The 1940 Census showed the family still in the Seattle area. The father worked 36 weeks the year before and earned $1,800 as an assistant to a senior officer in the Civilian Conservation Corps, a Depression-era federal jobs program.
Willett Jr. attended Lincoln High School and completed 10th grade in the spring of 1940. He delivered newspapers the previous year, earning $90 for 40 weeks’ work. He also served in the Civilian Conservation Corps.
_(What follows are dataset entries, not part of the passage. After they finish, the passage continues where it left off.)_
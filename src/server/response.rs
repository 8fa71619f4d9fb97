use axum::{
    Json,
    extract::rejection::JsonRejection,
    http::StatusCode,
    response::{IntoResponse, Response},
};
use serde::Serialize;
use serde_json::json;

use crate::error::Error;

/// Standard API response wrapper
#[derive(Debug, Serialize)]
pub struct ApiResponse<T: Serialize> {
    pub data: Option<T>,
    pub error: Option<String>,
}

impl<T: Serialize> ApiResponse<T> {
    #[must_use]
    pub fn success(data: T) -> Self {
        Self {
            data: Some(data),
            error: None,
        }
    }
}

/// API error that converts to a proper HTTP response
#[derive(Debug)]
pub struct ApiError {
    pub status: StatusCode,
    pub code: &'static str,
    pub message: String,
}

impl ApiError {
    #[must_use]
    pub fn bad_request(message: impl Into<String>) -> Self {
        Self {
            status: StatusCode::BAD_REQUEST,
            code: "BadRequest",
            message: message.into(),
        }
    }

    #[must_use]
    pub fn not_found(message: impl Into<String>) -> Self {
        Self {
            status: StatusCode::NOT_FOUND,
            code: "NotFound",
            message: message.into(),
        }
    }

    #[must_use]
    pub fn internal(message: impl Into<String>) -> Self {
        Self {
            status: StatusCode::INTERNAL_SERVER_ERROR,
            code: "Internal",
            message: message.into(),
        }
    }
}

fn status_for(error: &Error) -> StatusCode {
    match error {
        Error::NotFound
        | Error::ProjectNotFound(_)
        | Error::UserNotFound(_)
        | Error::TeamNotFound(_)
        | Error::LinkShareNotFound => StatusCode::NOT_FOUND,
        Error::AlreadyExists | Error::AlreadyHasAccess => StatusCode::CONFLICT,
        Error::CyclicHierarchy | Error::BadRequest(_) | Error::InvalidPermission(_) => {
            StatusCode::BAD_REQUEST
        }
        Error::Unauthorized | Error::InvalidTokenFormat | Error::TokenExpired => {
            StatusCode::UNAUTHORIZED
        }
        Error::Forbidden
        | Error::ProjectIsArchived(_)
        | Error::LinkSharePasswordRequired
        | Error::LinkSharePasswordInvalid => StatusCode::FORBIDDEN,
        Error::CorruptHierarchy(_)
        | Error::Database(_)
        | Error::Io(_)
        | Error::Config(_)
        | Error::TokenLookupCollision => StatusCode::INTERNAL_SERVER_ERROR,
    }
}

/// Malformed or mistyped request bodies are client errors in the usual envelope.
impl From<JsonRejection> for ApiError {
    fn from(rejection: JsonRejection) -> Self {
        tracing::debug!(status = %rejection.status(), "Rejected request body");
        Self::bad_request(format!("Invalid request body: {}", rejection.body_text()))
    }
}

impl From<Error> for ApiError {
    fn from(error: Error) -> Self {
        let status = status_for(&error);

        let message = if status == StatusCode::INTERNAL_SERVER_ERROR {
            tracing::error!(code = error.code(), "Request failed: {error}");
            "Internal server error".to_string()
        } else {
            if error.is_business_outcome() {
                tracing::debug!(code = error.code(), "Request refused: {error}");
            }
            error.to_string()
        };

        Self {
            status,
            code: error.code(),
            message,
        }
    }
}

impl IntoResponse for ApiError {
    fn into_response(self) -> Response {
        let body = json!({ "data": null, "error": self.message, "code": self.code });
        (self.status, Json(body)).into_response()
    }
}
The CCC employed young single men to plant trees, build roads and trails and make other improvements to public land, forests and parks. The men lived at camps across the country and were provided a bed and three meals a day. Of their $30 monthly pay, $25 was sent to their families. He served in Co. 2904 at Tiller, Oregon.
Mr. Colegrove enlisted in the Navy on April 23, 1941 and by summer was serving on the U.S.S. Arizona. In July he was treated for fever and swollen and painful joints. His ailments continued until September, when he was sent to the Navy hospital at Mare Island in California with a diagnosis of rheumatic fever.
He returned to Hawaii in late November and on Dec. 5 went back aboard the Arizona. He was a seaman second class when he was killed two days later in the Japanese attack on Pearl Harbor.
His younger brother Robert served in the Navy in both World War II and Korea.